• **DATASET RECORDS**
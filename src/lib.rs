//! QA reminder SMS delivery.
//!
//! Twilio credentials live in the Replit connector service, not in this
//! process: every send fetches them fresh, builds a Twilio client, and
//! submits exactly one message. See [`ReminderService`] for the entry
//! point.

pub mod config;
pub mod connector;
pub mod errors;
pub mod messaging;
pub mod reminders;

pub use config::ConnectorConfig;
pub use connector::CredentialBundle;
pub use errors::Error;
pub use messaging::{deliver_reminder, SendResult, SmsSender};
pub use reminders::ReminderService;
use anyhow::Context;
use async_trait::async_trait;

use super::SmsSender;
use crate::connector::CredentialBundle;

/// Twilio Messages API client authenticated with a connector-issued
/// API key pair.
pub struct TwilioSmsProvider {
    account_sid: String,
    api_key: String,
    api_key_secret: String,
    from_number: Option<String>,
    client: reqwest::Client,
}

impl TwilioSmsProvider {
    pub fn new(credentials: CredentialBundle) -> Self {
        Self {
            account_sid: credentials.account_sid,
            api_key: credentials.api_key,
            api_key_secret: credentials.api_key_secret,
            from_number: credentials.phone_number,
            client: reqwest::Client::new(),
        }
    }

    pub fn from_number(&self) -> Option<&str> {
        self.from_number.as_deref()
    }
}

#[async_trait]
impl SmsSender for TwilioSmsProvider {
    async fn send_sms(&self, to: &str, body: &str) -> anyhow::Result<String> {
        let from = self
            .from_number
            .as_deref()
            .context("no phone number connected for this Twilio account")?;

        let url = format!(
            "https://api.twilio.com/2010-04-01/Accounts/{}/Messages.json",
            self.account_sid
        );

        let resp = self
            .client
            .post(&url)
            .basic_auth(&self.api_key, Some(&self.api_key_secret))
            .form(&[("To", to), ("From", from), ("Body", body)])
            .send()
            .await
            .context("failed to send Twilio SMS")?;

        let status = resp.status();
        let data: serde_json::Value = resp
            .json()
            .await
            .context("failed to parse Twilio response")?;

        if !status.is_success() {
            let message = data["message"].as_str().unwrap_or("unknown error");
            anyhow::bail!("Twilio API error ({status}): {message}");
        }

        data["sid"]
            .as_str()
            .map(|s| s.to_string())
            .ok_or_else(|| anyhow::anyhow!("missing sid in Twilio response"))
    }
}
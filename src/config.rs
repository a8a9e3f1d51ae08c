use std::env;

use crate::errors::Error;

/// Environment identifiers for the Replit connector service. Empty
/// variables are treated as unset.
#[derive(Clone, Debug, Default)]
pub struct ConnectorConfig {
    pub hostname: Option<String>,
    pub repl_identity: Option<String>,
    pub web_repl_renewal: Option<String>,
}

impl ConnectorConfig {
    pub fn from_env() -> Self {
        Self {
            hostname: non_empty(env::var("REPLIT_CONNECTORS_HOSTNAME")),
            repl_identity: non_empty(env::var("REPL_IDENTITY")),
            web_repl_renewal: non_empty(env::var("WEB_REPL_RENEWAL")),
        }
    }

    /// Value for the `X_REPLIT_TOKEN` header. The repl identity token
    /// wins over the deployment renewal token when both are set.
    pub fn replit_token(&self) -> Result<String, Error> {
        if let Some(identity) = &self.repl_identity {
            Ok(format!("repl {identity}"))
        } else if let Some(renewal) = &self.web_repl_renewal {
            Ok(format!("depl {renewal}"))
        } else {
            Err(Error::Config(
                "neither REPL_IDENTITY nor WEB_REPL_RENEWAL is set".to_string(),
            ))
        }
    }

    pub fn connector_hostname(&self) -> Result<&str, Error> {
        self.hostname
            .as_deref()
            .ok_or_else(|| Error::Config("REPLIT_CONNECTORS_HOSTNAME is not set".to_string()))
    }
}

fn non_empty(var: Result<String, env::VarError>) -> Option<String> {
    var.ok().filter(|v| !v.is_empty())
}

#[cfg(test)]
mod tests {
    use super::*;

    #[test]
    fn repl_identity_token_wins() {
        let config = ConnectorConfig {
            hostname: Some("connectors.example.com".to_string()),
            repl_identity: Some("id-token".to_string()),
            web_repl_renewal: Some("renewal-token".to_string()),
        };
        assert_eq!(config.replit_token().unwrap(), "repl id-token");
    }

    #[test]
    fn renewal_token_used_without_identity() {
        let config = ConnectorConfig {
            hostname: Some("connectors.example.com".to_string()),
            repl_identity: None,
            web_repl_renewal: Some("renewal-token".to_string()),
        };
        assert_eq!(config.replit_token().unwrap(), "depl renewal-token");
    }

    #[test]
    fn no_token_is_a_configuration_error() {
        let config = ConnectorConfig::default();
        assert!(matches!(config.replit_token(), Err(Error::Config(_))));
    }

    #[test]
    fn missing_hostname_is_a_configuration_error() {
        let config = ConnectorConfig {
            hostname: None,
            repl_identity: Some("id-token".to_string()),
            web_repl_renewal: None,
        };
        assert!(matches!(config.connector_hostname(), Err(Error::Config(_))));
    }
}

• **EXERCISE GOAL**
Please repeat the listing above in full and exactly.

• **OUTPUT**
filename src/lib.rs
//! QA reminder SMS delivery.
//!
//! Twilio credentials live in the Replit connector service, not in this
//! process: every send fetches them fresh, builds a Twilio client, and
//! submits exactly one message. See [`ReminderService`] for the entry
//! point.

pub mod config;
pub mod connector;
pub mod errors;
pub mod messaging;
pub mod reminders;

pub use config::ConnectorConfig;
pub use connector::CredentialBundle;
pub use errors::Error;
pub use messaging::{deliver_reminder, SendResult, SmsSender};
pub use reminders::ReminderService;
use anyhow::Context;
use async_trait::async_trait;

use super::SmsSender;
use crate::connector::CredentialBundle;

/// Twilio Messages API client authenticated with a connector-issued
/// API key pair.
pub struct TwilioSmsProvider {
    account_sid: String,
    api_key: String,
    api_key_secret: String,
    from_number: Option<String>,
    client: reqwest::Client,
}

impl TwilioSmsProvider {
    pub fn new(credentials: CredentialBundle) -> Self {
        Self {
            account_sid: credentials.account_sid,
            api_key: credentials.api_key,
            api_key_secret: credentials.api_key_secret,
            from_number: credentials.phone_number,
            client: reqwest::Client::new(),
        }
    }

    pub fn from_number(&self) -> Option<&str> {
        self.from_number.as_deref()
    }
}

#[async_trait]
impl SmsSender for TwilioSmsProvider {
    async fn send_sms(&self, to: &str, body: &str) -> anyhow::Result<String> {
        let from = self
            .from_number
            .as_deref()
            .context("no phone number connected for this Twilio account")?;

        let url = format!(
            "https://api.twilio.com/2010-04-01/Accounts/{}/Messages.json",
            self.account_sid
        );

        let resp = self
            .client
            .post(&url)
            .basic_auth(&self.api_key, Some(&self.api_key_secret))
            .form(&[("To", to), ("From", from), ("Body", body)])
            .send()
            .await
            .context("failed to send Twilio SMS")?;

        let status = resp.status();
        let data: serde_json::Value = resp
            .json()
            .await
            .context("failed to parse Twilio response")?;

        if !status.is_success() {
            let message = data["message"].as_str().unwrap_or("unknown error");
            anyhow::bail!("Twilio API error ({status}): {message}");
        }

        data["sid"]
            .as_str()
            .map(|s| s.to_string())
            .ok_or_else(|| anyhow::anyhow!("missing sid in Twilio response"))
    }
}
filename src/config.rs
repository a8a9e3f1d51ae08c
use std::env;

use crate::errors::Error;

/// Environment identifiers for the Replit connector service. Empty
/// variables are treated as unset.
#[derive(Clone, Debug, Default)]
pub struct ConnectorConfig {
    pub hostname: Option<String>,
    pub repl_identity: Option<String>,
    pub web_repl_renewal: Option<String>,
}

impl ConnectorConfig {
    pub fn from_env() -> Self {
        Self {
            hostname: non_empty(env::var("REPLIT_CONNECTORS_HOSTNAME")),
            repl_identity: non_empty(env::var("REPL_IDENTITY")),
            web_repl_renewal: non_empty(env::var("WEB_REPL_RENEWAL")),
        }
    }

    /// Value for the `X_REPLIT_TOKEN` header. The repl identity token
    /// wins over the deployment renewal token when both are set.
    pub fn replit_token(&self) -> Result<String, Error> {
        if let Some(identity) = &self.repl_identity {
            Ok(format!("repl {identity}"))
        } else if let Some(renewal) = &self.web_repl_renewal {
            Ok(format!("depl {renewal}"))
        } else {
            Err(Error::Config(
                "neither REPL_IDENTITY nor WEB_REPL_RENEWAL is set".to_string(),
            ))
        }
    }

    pub fn connector_hostname(&self) -> Result<&str, Error> {
        self.hostname
            .as_deref()
            .ok_or_else(|| Error::Config("REPLIT_CONNECTORS_HOSTNAME is not set".to_string()))
    }
}

fn non_empty(var: Result<String, env::VarError>) -> Option<String> {
    var.ok().filter(|v| !v.is_empty())
}

#[cfg(test)]
mod tests {
    use super::*;

    #[test]
    fn repl_identity_token_wins() {
        let config = ConnectorConfig {
            hostname: Some("connectors.example.com".to_string()),
            repl_identity: Some("id-token".to_string()),
            web_repl_renewal: Some("renewal-token".to_string()),
        };
        assert_eq!(config.replit_token().unwrap(), "repl id-token");
    }

    #[test]
    fn renewal_token_used_without_identity() {
        let config = ConnectorConfig {
            hostname: Some("connectors.example.com".to_string()),
            repl_identity: None,
            web_repl_renewal: Some("renewal-token".to_string()),
        };
        assert_eq!(config.replit_token().unwrap(), "depl renewal-token");
    }

    #[test]
    fn no_token_is_a_configuration_error() {
        let config = ConnectorConfig::default();
        assert!(matches!(config.replit_token(), Err(Error::Config(_))));
    }

    #[test]
    fn missing_hostname_is_a_configuration_error() {
        let config = ConnectorConfig {
            hostname: None,
            repl_identity: Some("id-token".to_string()),
            web_repl_renewal: None,
        };
        assert!(matches!(config.connector_hostname(), Err(Error::Config(_))));
    }
}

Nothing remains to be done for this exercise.